Source data
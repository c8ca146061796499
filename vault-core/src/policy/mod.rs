//! 备份策略模型：保留层级、备份计划、校验与服务端格式转换

pub mod converter;
pub mod retention;
pub mod schedule;
pub mod types;
pub mod validator;
pub mod wire;

// 重新导出公共接口
pub use converter::{policy_from_resource, policy_to_resource, to_domain, to_wire_retention, to_wire_schedule};
pub use retention::{RetentionPolicy, RetentionRule, RetentionSelector};
pub use schedule::{BackupSchedule, build_schedule, resolve_schedule_type};
pub use types::{DayOfWeek, DurationType, Month, RetentionFormat, RetentionType, ScheduleType, WeekNumber};
pub use validator::{NameRules, PolicyValidator, RetentionLimits};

Task
From where "pub mod validator;" appears to the last line of the listing above, please write out every line exactly; leave out the rest.

Answer box
pub mod validator;
pub mod wire;

// 重新导出公共接口
pub use converter::{policy_from_resource, policy_to_resource, to_domain, to_wire_retention, to_wire_schedule};
pub use retention::{RetentionPolicy, RetentionRule, RetentionSelector};
pub use schedule::{BackupSchedule, build_schedule, resolve_schedule_type};
pub use types::{DayOfWeek, DurationType, Month, RetentionFormat, RetentionType, ScheduleType, WeekNumber};
pub use validator::{NameRules, PolicyValidator, RetentionLimits};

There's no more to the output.